[Saved data entries]
//! Serialized access to a global [`logtest::Logger`].

use std::sync::{Mutex, MutexGuard, OnceLock};

use logtest::Logger;
use rstest::fixture;

/// Handle to the global logger with exclusive access.
///
/// Holding the guard keeps other tests from draining records this test is
/// about to assert on.
pub struct LoggerHandle {
    guard: MutexGuard<'static, Logger>,
}

impl LoggerHandle {
    /// Acquire the global [`Logger`], discarding records left by earlier
    /// tests.
    ///
    /// # Panics
    ///
    /// Panics if a previous holder panicked while holding the lock.
    #[must_use]
    pub fn new() -> Self {
        static LOGGER: OnceLock<Mutex<Logger>> = OnceLock::new();

        let logger = LOGGER.get_or_init(|| Mutex::new(Logger::start()));
        let mut guard = logger.lock().expect("logger poisoned");
        while guard.pop().is_some() {}

        Self { guard }
    }

    /// Pop records until one whose message contains `needle` is found.
    pub fn find(&mut self, needle: &str) -> Option<logtest::Record> {
        while let Some(record) = self.guard.pop() {
            if record.args().contains(needle) {
                return Some(record);
            }
        }
        None
    }
}

impl Default for LoggerHandle {
    fn default() -> Self { Self::new() }
}

impl std::ops::Deref for LoggerHandle {
    type Target = Logger;

    fn deref(&self) -> &Self::Target { &self.guard }
}

impl std::ops::DerefMut for LoggerHandle {
    fn deref_mut(&mut self) -> &mut Self::Target { &mut self.guard }
}

#[allow(
    unused_braces,
    reason = "rustc false positive for single line rstest fixtures"
)]
#[fixture]
pub fn logger() -> LoggerHandle { LoggerHandle::new() }
//! Active connection counting and RAII guard.

use std::sync::atomic::{AtomicU64, Ordering};

use crate::metrics;

/// Global gauge tracking active connections.
static ACTIVE_CONNECTIONS: AtomicU64 = AtomicU64::new(0);

/// Counts one live connection for as long as it is held.
pub(super) struct ActiveConnection;

impl ActiveConnection {
    pub(super) fn new() -> Self {
        ACTIVE_CONNECTIONS.fetch_add(1, Ordering::Relaxed);
        metrics::inc_connections();
        Self
    }
}

impl Drop for ActiveConnection {
    fn drop(&mut self) {
        ACTIVE_CONNECTIONS.fetch_sub(1, Ordering::Relaxed);
        metrics::dec_connections();
    }
}

/// Number of connection actors currently running in this process.
#[must_use]
pub fn active_connection_count() -> u64 { ACTIVE_CONNECTIONS.load(Ordering::Relaxed) }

WHAT TO DO :: Transcribe the lines above between the line holding "let logger = LOGGER.get_or_init(||" and the line holding "while let Some(record)", inclusive, exactly as they stand and with nothing added.

TASK RESULT ::
        let logger = LOGGER.get_or_init(|| Mutex::new(Logger::start()));
        let mut guard = logger.lock().expect("logger poisoned");
        while guard.pop().is_some() {}

        Self { guard }
    }

    /// Pop records until one whose message contains `needle` is found.
    pub fn find(&mut self, needle: &str) -> Option<logtest::Record> {
        while let Some(record) = self.guard.pop() {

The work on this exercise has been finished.